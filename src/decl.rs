//! Raw declarations
//!
//! The unlinked form of packages, types and members as produced by a
//! front end (parsed text) or decoded from a binary root (JSON metadata).
//! Type references are kept exactly as written; linking them to qualified
//! names is the job of the model layer.

use indexmap::IndexMap;
use serde::{Deserialize, Serialize};
use std::fmt;
use std::ops::{BitOr, BitOrAssign};
use std::sync::Arc;

/// Kind of a type declaration
#[derive(Debug, Clone, Copy, PartialEq, Eq, Hash, Serialize, Deserialize)]
#[serde(rename_all = "lowercase")]
pub enum TypeKind {
    Class,
    Interface,
    Enum,
    Annotation,
    Record,
}

impl TypeKind {
    /// Declaration keyword
    pub fn keyword(self) -> &'static str {
        match self {
            TypeKind::Class => "class",
            TypeKind::Interface => "interface",
            TypeKind::Enum => "enum",
            TypeKind::Annotation => "@interface",
            TypeKind::Record => "record",
        }
    }
}

/// Declaration modifiers
#[derive(Debug, Clone, Copy, Default, PartialEq, Eq, Hash, Serialize, Deserialize)]
#[serde(transparent)]
pub struct Flags(u32);

impl Flags {
    pub const PUBLIC: Flags = Flags(1);
    pub const PROTECTED: Flags = Flags(1 << 1);
    pub const PRIVATE: Flags = Flags(1 << 2);
    pub const STATIC: Flags = Flags(1 << 3);
    pub const FINAL: Flags = Flags(1 << 4);
    pub const ABSTRACT: Flags = Flags(1 << 5);
    pub const DEFAULT: Flags = Flags(1 << 6);
    pub const SYNCHRONIZED: Flags = Flags(1 << 7);
    pub const NATIVE: Flags = Flags(1 << 8);
    pub const TRANSIENT: Flags = Flags(1 << 9);
    pub const VOLATILE: Flags = Flags(1 << 10);
    pub const STRICTFP: Flags = Flags(1 << 11);
    pub const SEALED: Flags = Flags(1 << 12);

    // Canonical modifier order for rendering
    const KEYWORDS: [(Flags, &'static str); 13] = [
        (Flags::PUBLIC, "public"),
        (Flags::PROTECTED, "protected"),
        (Flags::PRIVATE, "private"),
        (Flags::ABSTRACT, "abstract"),
        (Flags::DEFAULT, "default"),
        (Flags::STATIC, "static"),
        (Flags::SEALED, "sealed"),
        (Flags::FINAL, "final"),
        (Flags::TRANSIENT, "transient"),
        (Flags::VOLATILE, "volatile"),
        (Flags::SYNCHRONIZED, "synchronized"),
        (Flags::NATIVE, "native"),
        (Flags::STRICTFP, "strictfp"),
    ];

    pub const fn empty() -> Self {
        Flags(0)
    }

    pub const fn bits(self) -> u32 {
        self.0
    }

    pub const fn contains(self, other: Flags) -> bool {
        self.0 & other.0 == other.0
    }

    pub fn is_empty(self) -> bool {
        self.0 == 0
    }

    pub fn insert(&mut self, other: Flags) {
        self.0 |= other.0;
    }

    pub fn remove(&mut self, other: Flags) {
        self.0 &= !other.0;
    }

    pub fn from_keyword(keyword: &str) -> Option<Flags> {
        Self::KEYWORDS
            .iter()
            .find(|(_, k)| *k == keyword)
            .map(|(f, _)| *f)
    }

    /// Modifier keywords in canonical order
    pub fn keywords(self) -> Vec<&'static str> {
        Self::KEYWORDS
            .iter()
            .filter(|(f, _)| self.contains(*f))
            .map(|(_, k)| *k)
            .collect()
    }

    pub fn is_public(self) -> bool {
        self.contains(Flags::PUBLIC)
    }

    pub fn is_static(self) -> bool {
        self.contains(Flags::STATIC)
    }

    pub fn is_abstract(self) -> bool {
        self.contains(Flags::ABSTRACT)
    }

    pub fn is_final(self) -> bool {
        self.contains(Flags::FINAL)
    }

    /// No access modifier present
    pub fn is_package_private(self) -> bool {
        !self.contains(Flags::PUBLIC)
            && !self.contains(Flags::PROTECTED)
            && !self.contains(Flags::PRIVATE)
    }
}

impl BitOr for Flags {
    type Output = Flags;

    fn bitor(self, rhs: Flags) -> Flags {
        Flags(self.0 | rhs.0)
    }
}

impl BitOrAssign for Flags {
    fn bitor_assign(&mut self, rhs: Flags) {
        self.0 |= rhs.0;
    }
}

impl fmt::Display for Flags {
    fn fmt(&self, f: &mut fmt::Formatter<'_>) -> fmt::Result {
        write!(f, "{}", self.keywords().join(" "))
    }
}

/// A type reference as written at the use site
#[derive(Debug, Clone, PartialEq, Eq, Hash, Serialize, Deserialize)]
#[serde(tag = "kind", rename_all = "snake_case")]
pub enum TypeSyntax {
    Primitive {
        name: String,
    },
    Void,
    Named {
        name: String,
        #[serde(default, skip_serializing_if = "Vec::is_empty")]
        args: Vec<TypeSyntax>,
    },
    Array {
        element: Box<TypeSyntax>,
    },
    Wildcard {
        #[serde(default, skip_serializing_if = "Option::is_none")]
        upper: Option<Box<TypeSyntax>>,
        #[serde(default, skip_serializing_if = "Option::is_none")]
        lower: Option<Box<TypeSyntax>>,
    },
}

impl TypeSyntax {
    pub fn named(name: impl Into<String>) -> Self {
        TypeSyntax::Named {
            name: name.into(),
            args: Vec::new(),
        }
    }

    pub fn generic(name: impl Into<String>, args: Vec<TypeSyntax>) -> Self {
        TypeSyntax::Named {
            name: name.into(),
            args,
        }
    }

    pub fn array(element: TypeSyntax) -> Self {
        TypeSyntax::Array {
            element: Box::new(element),
        }
    }

    /// Name of the named type at the root of this reference, if any
    pub fn base_name(&self) -> Option<&str> {
        match self {
            TypeSyntax::Named { name, .. } => Some(name),
            TypeSyntax::Array { element } => element.base_name(),
            _ => None,
        }
    }
}

impl fmt::Display for TypeSyntax {
    fn fmt(&self, f: &mut fmt::Formatter<'_>) -> fmt::Result {
        match self {
            TypeSyntax::Primitive { name } => write!(f, "{}", name),
            TypeSyntax::Void => write!(f, "void"),
            TypeSyntax::Named { name, args } => {
                write!(f, "{}", name)?;
                if !args.is_empty() {
                    let args: Vec<String> = args.iter().map(|a| a.to_string()).collect();
                    write!(f, "<{}>", args.join(", "))?;
                }
                Ok(())
            }
            TypeSyntax::Array { element } => write!(f, "{}[]", element),
            TypeSyntax::Wildcard { upper, lower } => match (upper, lower) {
                (Some(u), _) => write!(f, "? extends {}", u),
                (None, Some(l)) => write!(f, "? super {}", l),
                (None, None) => write!(f, "?"),
            },
        }
    }
}

/// A literal value attached to a metadata element
#[derive(Debug, Clone, PartialEq, Serialize, Deserialize)]
#[serde(tag = "kind", content = "value", rename_all = "snake_case")]
pub enum MetaValue {
    Bool(bool),
    Int(i64),
    Float(f64),
    Char(char),
    String(String),
    /// Class literal (`Foo.class`)
    Class(TypeSyntax),
    /// Enum constant; `type_name` is empty for statically imported constants
    Enum {
        type_name: String,
        constant: String,
    },
    Annotation(Box<RawAnnotation>),
    Array(Vec<MetaValue>),
    /// Expression the front end does not evaluate (kept as text)
    Expression(String),
}

impl MetaValue {
    /// Kind name used in diagnostics
    pub fn kind_name(&self) -> &'static str {
        match self {
            MetaValue::Bool(_) => "bool",
            MetaValue::Int(_) => "int",
            MetaValue::Float(_) => "float",
            MetaValue::Char(_) => "char",
            MetaValue::String(_) => "string",
            MetaValue::Class(_) => "class",
            MetaValue::Enum { .. } => "enum",
            MetaValue::Annotation(_) => "annotation",
            MetaValue::Array(_) => "array",
            MetaValue::Expression(_) => "expression",
        }
    }
}

/// A metadata marker as written on a declaration
#[derive(Debug, Clone, PartialEq, Serialize, Deserialize)]
pub struct RawAnnotation {
    /// Annotation type name as written (simple or qualified)
    pub name: String,

    /// Explicitly given elements, in source order
    #[serde(default)]
    pub elements: IndexMap<String, MetaValue>,
}

/// A generic type parameter declaration
#[derive(Debug, Clone, PartialEq, Eq, Serialize, Deserialize)]
pub struct RawTypeParameter {
    pub name: String,
    #[serde(default)]
    pub bounds: Vec<TypeSyntax>,
}

/// A field declaration
#[derive(Debug, Clone, PartialEq, Serialize, Deserialize)]
pub struct RawField {
    pub name: String,
    #[serde(default)]
    pub flags: Flags,
    #[serde(rename = "type")]
    pub type_syntax: TypeSyntax,
    #[serde(default)]
    pub annotations: Vec<RawAnnotation>,
    /// Literal initializer, when the initializer is a constant
    #[serde(default, skip_serializing_if = "Option::is_none")]
    pub constant: Option<MetaValue>,
}

/// A method parameter
#[derive(Debug, Clone, PartialEq, Eq, Serialize, Deserialize)]
pub struct RawParameter {
    pub name: String,
    #[serde(rename = "type")]
    pub type_syntax: TypeSyntax,
    #[serde(default)]
    pub varargs: bool,
    #[serde(default)]
    pub annotations: Vec<String>,
}

/// A method or constructor declaration
#[derive(Debug, Clone, PartialEq, Serialize, Deserialize)]
pub struct RawMethod {
    pub name: String,
    #[serde(default)]
    pub flags: Flags,
    #[serde(default)]
    pub type_parameters: Vec<RawTypeParameter>,
    /// `None` for constructors
    #[serde(default)]
    pub return_type: Option<TypeSyntax>,
    #[serde(default)]
    pub parameters: Vec<RawParameter>,
    #[serde(default)]
    pub exceptions: Vec<TypeSyntax>,
    #[serde(default)]
    pub annotations: Vec<RawAnnotation>,
    /// Default of an annotation type element
    #[serde(default, skip_serializing_if = "Option::is_none")]
    pub default_value: Option<MetaValue>,
    /// Body text span, only kept when bodies are requested
    #[serde(default, skip_serializing_if = "Option::is_none")]
    pub body: Option<String>,
}

/// An import statement
#[derive(Debug, Clone, PartialEq, Eq, Serialize, Deserialize)]
pub struct RawImport {
    pub name: String,
    #[serde(default)]
    pub is_static: bool,
    #[serde(default)]
    pub on_demand: bool,
}

/// Names visible to a declaration: its package and the unit's imports
#[derive(Debug, Clone, Default, PartialEq, Eq, Serialize, Deserialize)]
pub struct ImportScope {
    #[serde(default)]
    pub package: String,
    #[serde(default)]
    pub imports: Vec<RawImport>,
}

/// Where a declaration came from
#[derive(Debug, Clone, Default, PartialEq, Eq, Serialize, Deserialize)]
#[serde(tag = "kind", rename_all = "lowercase")]
pub enum Origin {
    Source {
        path: String,
    },
    #[default]
    Binary,
}

/// A type declaration
#[derive(Debug, Clone, PartialEq, Serialize, Deserialize)]
pub struct RawType {
    pub name: String,
    pub qualified_name: String,
    pub kind: TypeKind,
    #[serde(default)]
    pub flags: Flags,
    #[serde(default)]
    pub type_parameters: Vec<RawTypeParameter>,
    #[serde(default)]
    pub superclass: Option<TypeSyntax>,
    #[serde(default)]
    pub interfaces: Vec<TypeSyntax>,
    #[serde(default)]
    pub fields: Vec<RawField>,
    #[serde(default)]
    pub methods: Vec<RawMethod>,
    #[serde(default)]
    pub annotations: Vec<RawAnnotation>,
    #[serde(default)]
    pub enum_constants: Vec<String>,
    #[serde(default)]
    pub nested: Vec<Arc<RawType>>,
    /// Qualified name of the enclosing type for member types
    #[serde(default)]
    pub declaring_type: Option<String>,
    /// Set when the declaring unit did not parse cleanly
    #[serde(default)]
    pub has_errors: bool,
    #[serde(default)]
    pub scope: ImportScope,
    #[serde(default)]
    pub origin: Origin,
}

impl RawType {
    /// Member type with the given simple name
    pub fn nested_type(&self, name: &str) -> Option<&Arc<RawType>> {
        self.nested.iter().find(|n| n.name == name)
    }

    /// Walk a chain of member type names (`["Inner", "Deeper"]`)
    pub fn nested_path(self: &Arc<Self>, path: &[&str]) -> Option<Arc<RawType>> {
        let mut current = Arc::clone(self);
        for segment in path {
            let next = current.nested_type(segment)?.clone();
            current = next;
        }
        Some(current)
    }

    /// Fill in scope, origin and enclosing links for binary declarations
    /// whose JSON omits them
    pub(crate) fn normalized(mut self) -> Self {
        if self.scope.package.is_empty() && self.declaring_type.is_none() {
            self.scope.package = crate::util::qualifier(&self.qualified_name).to_string();
        }
        let scope = self.scope.clone();
        let parent = self.qualified_name.clone();
        self.nested = self
            .nested
            .into_iter()
            .map(|n| {
                let mut nested = Arc::unwrap_or_clone(n);
                if nested.declaring_type.is_none() {
                    nested.declaring_type = Some(parent.clone());
                }
                if nested.scope.package.is_empty() {
                    nested.scope = scope.clone();
                }
                Arc::new(nested.normalized())
            })
            .collect();
        self
    }
}

/// One compilation unit as produced by a front end
#[derive(Debug, Clone, PartialEq, Serialize)]
pub struct RawCompilationUnit {
    /// Root-relative path (`a/b/C.java`)
    pub path: String,
    pub package: String,
    pub imports: Vec<RawImport>,
    pub types: Vec<Arc<RawType>>,
    pub has_errors: bool,
    /// `sha256:` prefixed hash of the source text
    pub source_hash: String,
}

impl RawCompilationUnit {
    pub fn find_type(&self, name: &str) -> Option<&Arc<RawType>> {
        self.types.iter().find(|t| t.name == name)
    }
}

EXERCISE PROMPT –
Every line above in which the word "RawCompilationUnit" is present must be copied into the answer.

TASK SOLUTION –
pub struct RawCompilationUnit {
impl RawCompilationUnit {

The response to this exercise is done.